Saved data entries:
╔══

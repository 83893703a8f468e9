//! The node's long-lived threads and their shared plumbing.
//!
//! | Thread       | Role                                   |
//! |--------------|----------------------------------------|
//! | `controller` | sole queue consumer; executes commands |
//! | `outer-loop` | periodic Update producer               |
//! | `subscriber` | external command poller                |

pub mod controller;
pub mod outer_loop;
pub mod subscriber;

use std::sync::Arc;
use std::thread::JoinHandle;
use std::time::{Duration, Instant};

use parking_lot::{Condvar, Mutex};

use crate::error::Error;

/// Cooperative cancellation flag with interruptible waits.
#[derive(Debug, Clone, Default)]
pub struct StopToken {
    inner: Arc<(Mutex<bool>, Condvar)>,
}

impl StopToken {
    pub fn new() -> Self {
        Self::default()
    }

    pub fn cancel(&self) {
        let (flag, cv) = &*self.inner;
        *flag.lock() = true;
        cv.notify_all();
    }

    pub fn is_cancelled(&self) -> bool {
        *self.inner.0.lock()
    }

    /// Sleep up to `timeout`.  Returns `true` if cancelled.
    pub fn wait_timeout(&self, timeout: Duration) -> bool {
        self.wait_until(Instant::now() + timeout)
    }

    /// Sleep until `deadline`.  Returns `true` if cancelled.
    pub fn wait_until(&self, deadline: Instant) -> bool {
        let (flag, cv) = &*self.inner;
        let mut cancelled = flag.lock();
        while !*cancelled {
            if cv.wait_until(&mut cancelled, deadline).timed_out() {
                break;
            }
        }
        *cancelled
    }

    /// Block until cancelled.
    pub fn wait(&self) {
        let (flag, cv) = &*self.inner;
        let mut cancelled = flag.lock();
        while !*cancelled {
            cv.wait(&mut cancelled);
        }
    }
}

/// Spawn a named thread.
pub fn spawn_named<T: Send + 'static>(
    name: &'static str,
    f: impl FnOnce() -> T + Send + 'static,
) -> Result<JoinHandle<T>, Error> {
    log::info!("Spawning '{}'", name);
    std::thread::Builder::new()
        .name(name.into())
        .spawn(f)
        .map_err(|e| {
            log::error!("spawn '{}' failed: {}", name, e);
            Error::Spawn(name)
        })
}

/// Join a thread spawned with [`spawn_named`].
pub fn join_named<T>(name: &'static str, handle: JoinHandle<T>) -> Result<T, Error> {
    handle.join().map_err(|_| {
        log::error!("thread '{}' panicked", name);
        Error::ThreadPanicked(name)
    })
}
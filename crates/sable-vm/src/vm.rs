//! The virtual machine: value stack, call frames, and the dispatch loop.

use std::fmt::Write as _;
use std::rc::Rc;

use sable_core::{
    disassemble, disassemble_instruction, Function, FunctionKind, Interner, NativeFn,
    NativeFunction, Object, OpCode, StringObject, Table, Value,
};
use sable_util::InterpretError;
use thiserror::Error;

/// Maximum call depth.
pub const FRAMES_MAX: usize = 64;

/// Value stack capacity: one full frame of locals per possible call.
pub const STACK_MAX: usize = FRAMES_MAX * 256;

/// A fatal runtime condition. The message is the one-line reason printed
/// before the stack trace.
#[derive(Debug, Error, Clone, PartialEq, Eq)]
#[error("{message}")]
pub struct RuntimeError {
    message: String,
}

impl RuntimeError {
    fn new(message: impl Into<String>) -> Self {
        Self {
            message: message.into(),
        }
    }
}

/// One activation of a function.
struct CallFrame {
    /// The function being executed.
    function: Rc<Function>,
    /// Index of the next instruction word in the function's chunk.
    ip: usize,
    /// Stack slot holding the callee value; locals are addressed
    /// relative to this.
    base: usize,
}

/// The Sable virtual machine.
///
/// Owns the value stack, the frame stack, the globals table, and the
/// string interner. One VM is one isolated world: nothing is shared
/// between instances, and dropping the VM drops every object it ever
/// allocated.
///
/// # Example
///
/// ```
/// use sable_vm::Vm;
///
/// let mut vm = Vm::new();
/// assert!(vm.interpret("var greeting = \"hi\";").is_ok());
/// ```
pub struct Vm {
    frames: Vec<CallFrame>,
    stack: Vec<Value>,
    globals: Table,
    strings: Interner,
    dump_bytecode: bool,
}

impl Default for Vm {
    fn default() -> Self {
        Self::new()
    }
}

╚══

◆ Requirement ◆
All records shown above are to be reproduced without any alteration.

◆ Exercise solution ◆
repository 83893703a8f468e9
//! The node's long-lived threads and their shared plumbing.
//!
//! | Thread       | Role                                   |
//! |--------------|----------------------------------------|
//! | `controller` | sole queue consumer; executes commands |
//! | `outer-loop` | periodic Update producer               |
//! | `subscriber` | external command poller                |

pub mod controller;
pub mod outer_loop;
pub mod subscriber;

use std::sync::Arc;
use std::thread::JoinHandle;
use std::time::{Duration, Instant};

use parking_lot::{Condvar, Mutex};

use crate::error::Error;

/// Cooperative cancellation flag with interruptible waits.
#[derive(Debug, Clone, Default)]
pub struct StopToken {
    inner: Arc<(Mutex<bool>, Condvar)>,
}

impl StopToken {
    pub fn new() -> Self {
        Self::default()
    }

    pub fn cancel(&self) {
        let (flag, cv) = &*self.inner;
        *flag.lock() = true;
        cv.notify_all();
    }

    pub fn is_cancelled(&self) -> bool {
        *self.inner.0.lock()
    }

    /// Sleep up to `timeout`.  Returns `true` if cancelled.
    pub fn wait_timeout(&self, timeout: Duration) -> bool {
        self.wait_until(Instant::now() + timeout)
    }

    /// Sleep until `deadline`.  Returns `true` if cancelled.
    pub fn wait_until(&self, deadline: Instant) -> bool {
        let (flag, cv) = &*self.inner;
        let mut cancelled = flag.lock();
        while !*cancelled {
            if cv.wait_until(&mut cancelled, deadline).timed_out() {
                break;
            }
        }
        *cancelled
    }

    /// Block until cancelled.
    pub fn wait(&self) {
        let (flag, cv) = &*self.inner;
        let mut cancelled = flag.lock();
        while !*cancelled {
            cv.wait(&mut cancelled);
        }
    }
}

/// Spawn a named thread.
pub fn spawn_named<T: Send + 'static>(
    name: &'static str,
    f: impl FnOnce() -> T + Send + 'static,
) -> Result<JoinHandle<T>, Error> {
    log::info!("Spawning '{}'", name);
    std::thread::Builder::new()
        .name(name.into())
        .spawn(f)
        .map_err(|e| {
            log::error!("spawn '{}' failed: {}", name, e);
            Error::Spawn(name)
        })
}

/// Join a thread spawned with [`spawn_named`].
pub fn join_named<T>(name: &'static str, handle: JoinHandle<T>) -> Result<T, Error> {
    handle.join().map_err(|_| {
        log::error!("thread '{}' panicked", name);
        Error::ThreadPanicked(name)
    })
}
filename crates/sable-vm/src/vm.rs
//! The virtual machine: value stack, call frames, and the dispatch loop.

use std::fmt::Write as _;
use std::rc::Rc;

use sable_core::{
    disassemble, disassemble_instruction, Function, FunctionKind, Interner, NativeFn,
    NativeFunction, Object, OpCode, StringObject, Table, Value,
};
use sable_util::InterpretError;
use thiserror::Error;

/// Maximum call depth.
pub const FRAMES_MAX: usize = 64;

/// Value stack capacity: one full frame of locals per possible call.
pub const STACK_MAX: usize = FRAMES_MAX * 256;

/// A fatal runtime condition. The message is the one-line reason printed
/// before the stack trace.
#[derive(Debug, Error, Clone, PartialEq, Eq)]
#[error("{message}")]
pub struct RuntimeError {
    message: String,
}

impl RuntimeError {
    fn new(message: impl Into<String>) -> Self {
        Self {
            message: message.into(),
        }
    }
}

/// One activation of a function.
struct CallFrame {
    /// The function being executed.
    function: Rc<Function>,
    /// Index of the next instruction word in the function's chunk.
    ip: usize,
    /// Stack slot holding the callee value; locals are addressed
    /// relative to this.
    base: usize,
}

/// The Sable virtual machine.
///
/// Owns the value stack, the frame stack, the globals table, and the
/// string interner. One VM is one isolated world: nothing is shared
/// between instances, and dropping the VM drops every object it ever
/// allocated.
///
/// # Example
///
/// ```
/// use sable_vm::Vm;
///
/// let mut vm = Vm::new();
/// assert!(vm.interpret("var greeting = \"hi\";").is_ok());
/// ```
pub struct Vm {
    frames: Vec<CallFrame>,
    stack: Vec<Value>,
    globals: Table,
    strings: Interner,
    dump_bytecode: bool,
}

impl Default for Vm {
    fn default() -> Self {
        Self::new()
    }
}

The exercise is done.